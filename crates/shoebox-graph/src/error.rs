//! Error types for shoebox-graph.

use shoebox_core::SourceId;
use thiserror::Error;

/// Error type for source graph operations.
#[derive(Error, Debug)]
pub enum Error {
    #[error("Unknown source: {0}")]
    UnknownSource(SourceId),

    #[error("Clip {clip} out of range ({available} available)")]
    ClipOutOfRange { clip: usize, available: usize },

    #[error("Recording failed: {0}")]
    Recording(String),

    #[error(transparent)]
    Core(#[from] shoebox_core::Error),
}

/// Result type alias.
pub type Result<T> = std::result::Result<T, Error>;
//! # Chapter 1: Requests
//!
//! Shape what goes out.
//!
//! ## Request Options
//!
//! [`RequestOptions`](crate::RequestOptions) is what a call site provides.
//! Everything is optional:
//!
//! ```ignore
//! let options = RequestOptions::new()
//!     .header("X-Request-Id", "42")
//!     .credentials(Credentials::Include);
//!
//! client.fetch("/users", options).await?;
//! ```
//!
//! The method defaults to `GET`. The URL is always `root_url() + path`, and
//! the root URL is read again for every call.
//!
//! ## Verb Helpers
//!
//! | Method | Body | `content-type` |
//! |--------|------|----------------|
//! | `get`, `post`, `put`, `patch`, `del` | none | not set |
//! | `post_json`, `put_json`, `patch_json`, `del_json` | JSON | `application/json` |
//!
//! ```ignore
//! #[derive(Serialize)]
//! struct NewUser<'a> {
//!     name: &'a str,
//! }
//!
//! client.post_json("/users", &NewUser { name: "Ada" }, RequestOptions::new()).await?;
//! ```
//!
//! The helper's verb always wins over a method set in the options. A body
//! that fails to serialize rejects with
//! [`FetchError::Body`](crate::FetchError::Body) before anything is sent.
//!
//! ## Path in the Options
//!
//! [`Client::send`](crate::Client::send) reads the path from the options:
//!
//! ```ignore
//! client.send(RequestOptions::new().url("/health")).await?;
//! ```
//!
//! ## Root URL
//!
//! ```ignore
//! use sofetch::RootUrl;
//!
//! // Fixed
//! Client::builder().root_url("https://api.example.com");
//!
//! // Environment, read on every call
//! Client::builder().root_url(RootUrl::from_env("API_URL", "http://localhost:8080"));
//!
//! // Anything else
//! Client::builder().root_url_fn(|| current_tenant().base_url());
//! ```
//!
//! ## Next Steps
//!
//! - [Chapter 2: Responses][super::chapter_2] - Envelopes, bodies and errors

··········

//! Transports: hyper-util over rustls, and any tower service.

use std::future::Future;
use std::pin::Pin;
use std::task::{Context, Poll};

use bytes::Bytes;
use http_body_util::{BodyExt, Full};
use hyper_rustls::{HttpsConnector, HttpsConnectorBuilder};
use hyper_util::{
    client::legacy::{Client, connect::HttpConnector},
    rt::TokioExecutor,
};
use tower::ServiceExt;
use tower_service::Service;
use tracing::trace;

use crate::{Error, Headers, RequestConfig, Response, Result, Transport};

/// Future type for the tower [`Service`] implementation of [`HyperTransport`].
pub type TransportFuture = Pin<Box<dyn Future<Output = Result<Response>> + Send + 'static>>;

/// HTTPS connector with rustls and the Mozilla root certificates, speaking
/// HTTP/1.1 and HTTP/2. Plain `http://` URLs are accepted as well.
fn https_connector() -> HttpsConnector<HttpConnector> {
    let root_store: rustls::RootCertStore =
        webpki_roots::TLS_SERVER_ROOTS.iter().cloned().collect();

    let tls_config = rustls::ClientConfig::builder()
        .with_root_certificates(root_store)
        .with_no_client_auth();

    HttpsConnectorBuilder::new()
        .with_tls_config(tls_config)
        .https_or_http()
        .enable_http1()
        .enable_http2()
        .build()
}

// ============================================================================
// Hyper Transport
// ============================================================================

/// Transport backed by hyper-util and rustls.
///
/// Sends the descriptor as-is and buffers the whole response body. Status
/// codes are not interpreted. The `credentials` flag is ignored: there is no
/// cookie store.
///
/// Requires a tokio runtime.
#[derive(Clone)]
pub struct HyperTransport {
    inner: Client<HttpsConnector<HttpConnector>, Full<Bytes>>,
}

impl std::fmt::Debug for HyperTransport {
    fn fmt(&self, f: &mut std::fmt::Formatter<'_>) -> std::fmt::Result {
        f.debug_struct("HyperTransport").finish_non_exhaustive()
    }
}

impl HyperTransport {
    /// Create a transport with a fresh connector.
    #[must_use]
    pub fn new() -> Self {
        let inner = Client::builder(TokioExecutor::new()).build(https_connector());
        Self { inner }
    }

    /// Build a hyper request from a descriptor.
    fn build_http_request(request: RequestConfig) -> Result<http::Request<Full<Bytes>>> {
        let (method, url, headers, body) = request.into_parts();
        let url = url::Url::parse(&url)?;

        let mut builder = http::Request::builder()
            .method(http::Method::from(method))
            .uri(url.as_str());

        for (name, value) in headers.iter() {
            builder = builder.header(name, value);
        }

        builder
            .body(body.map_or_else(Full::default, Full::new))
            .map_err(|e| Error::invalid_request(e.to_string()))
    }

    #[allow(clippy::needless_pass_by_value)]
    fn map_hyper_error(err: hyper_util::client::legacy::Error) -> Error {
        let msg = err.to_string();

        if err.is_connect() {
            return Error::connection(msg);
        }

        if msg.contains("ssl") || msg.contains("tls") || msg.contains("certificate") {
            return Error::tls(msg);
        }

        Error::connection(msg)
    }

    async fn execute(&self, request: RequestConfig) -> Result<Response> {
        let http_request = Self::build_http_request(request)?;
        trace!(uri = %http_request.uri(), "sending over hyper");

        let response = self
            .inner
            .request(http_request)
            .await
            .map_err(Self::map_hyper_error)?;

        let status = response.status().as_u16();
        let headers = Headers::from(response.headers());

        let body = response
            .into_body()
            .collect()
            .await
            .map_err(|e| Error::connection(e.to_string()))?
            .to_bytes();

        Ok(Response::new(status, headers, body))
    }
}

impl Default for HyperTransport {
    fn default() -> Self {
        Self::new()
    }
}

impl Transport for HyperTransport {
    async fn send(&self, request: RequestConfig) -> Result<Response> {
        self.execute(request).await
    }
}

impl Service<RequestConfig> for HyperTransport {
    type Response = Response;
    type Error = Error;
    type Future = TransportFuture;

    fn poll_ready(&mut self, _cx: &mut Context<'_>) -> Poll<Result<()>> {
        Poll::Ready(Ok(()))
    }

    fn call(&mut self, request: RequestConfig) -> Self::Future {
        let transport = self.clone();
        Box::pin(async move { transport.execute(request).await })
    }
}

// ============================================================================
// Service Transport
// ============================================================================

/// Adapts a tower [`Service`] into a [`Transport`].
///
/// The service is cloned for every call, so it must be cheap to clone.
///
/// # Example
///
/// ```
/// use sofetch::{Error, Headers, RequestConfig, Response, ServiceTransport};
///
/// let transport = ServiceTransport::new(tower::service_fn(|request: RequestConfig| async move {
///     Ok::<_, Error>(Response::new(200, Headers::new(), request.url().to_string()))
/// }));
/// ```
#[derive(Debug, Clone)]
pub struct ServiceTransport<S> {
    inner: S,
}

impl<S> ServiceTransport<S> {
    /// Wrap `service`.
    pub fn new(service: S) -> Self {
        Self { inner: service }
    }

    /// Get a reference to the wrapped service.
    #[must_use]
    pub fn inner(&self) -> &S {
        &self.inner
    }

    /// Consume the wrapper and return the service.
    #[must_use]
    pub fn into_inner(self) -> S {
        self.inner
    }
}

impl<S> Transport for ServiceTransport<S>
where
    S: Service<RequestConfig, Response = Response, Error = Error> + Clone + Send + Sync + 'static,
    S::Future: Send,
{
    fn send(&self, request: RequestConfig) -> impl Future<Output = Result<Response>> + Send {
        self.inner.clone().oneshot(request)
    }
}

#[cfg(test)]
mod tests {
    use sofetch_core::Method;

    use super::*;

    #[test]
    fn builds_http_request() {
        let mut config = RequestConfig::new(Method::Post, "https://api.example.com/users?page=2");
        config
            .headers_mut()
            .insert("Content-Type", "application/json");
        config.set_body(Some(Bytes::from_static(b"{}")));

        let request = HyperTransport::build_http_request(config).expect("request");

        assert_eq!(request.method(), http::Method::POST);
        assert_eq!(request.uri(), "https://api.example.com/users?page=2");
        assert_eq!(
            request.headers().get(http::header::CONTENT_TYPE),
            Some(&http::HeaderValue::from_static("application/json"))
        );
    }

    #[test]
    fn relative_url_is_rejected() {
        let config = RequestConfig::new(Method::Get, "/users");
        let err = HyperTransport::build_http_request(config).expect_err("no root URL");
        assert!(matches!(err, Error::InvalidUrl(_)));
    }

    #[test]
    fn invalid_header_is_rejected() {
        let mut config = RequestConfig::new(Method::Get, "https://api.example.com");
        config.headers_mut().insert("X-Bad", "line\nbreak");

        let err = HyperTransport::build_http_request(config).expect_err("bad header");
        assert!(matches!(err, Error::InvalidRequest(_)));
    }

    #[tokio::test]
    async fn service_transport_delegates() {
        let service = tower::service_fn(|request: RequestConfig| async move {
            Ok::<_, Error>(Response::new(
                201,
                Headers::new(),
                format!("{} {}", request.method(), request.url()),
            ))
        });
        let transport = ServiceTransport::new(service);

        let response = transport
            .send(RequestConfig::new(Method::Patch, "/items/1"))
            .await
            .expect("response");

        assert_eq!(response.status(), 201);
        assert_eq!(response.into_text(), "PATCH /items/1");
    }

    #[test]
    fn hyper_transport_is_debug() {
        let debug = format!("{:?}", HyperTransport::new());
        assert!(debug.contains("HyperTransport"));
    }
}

··········

Instructions for the task: Which lines in the listing have the string "Future"? Pick them out and copy them.

Expected answer:
use std::future::Future;
/// Future type for the tower [`Service`] implementation of [`HyperTransport`].
pub type TransportFuture = Pin<Box<dyn Future<Output = Result<Response>> + Send + 'static>>;
    type Future = TransportFuture;
    fn call(&mut self, request: RequestConfig) -> Self::Future {
    S::Future: Send,
    fn send(&self, request: RequestConfig) -> impl Future<Output = Result<Response>> + Send {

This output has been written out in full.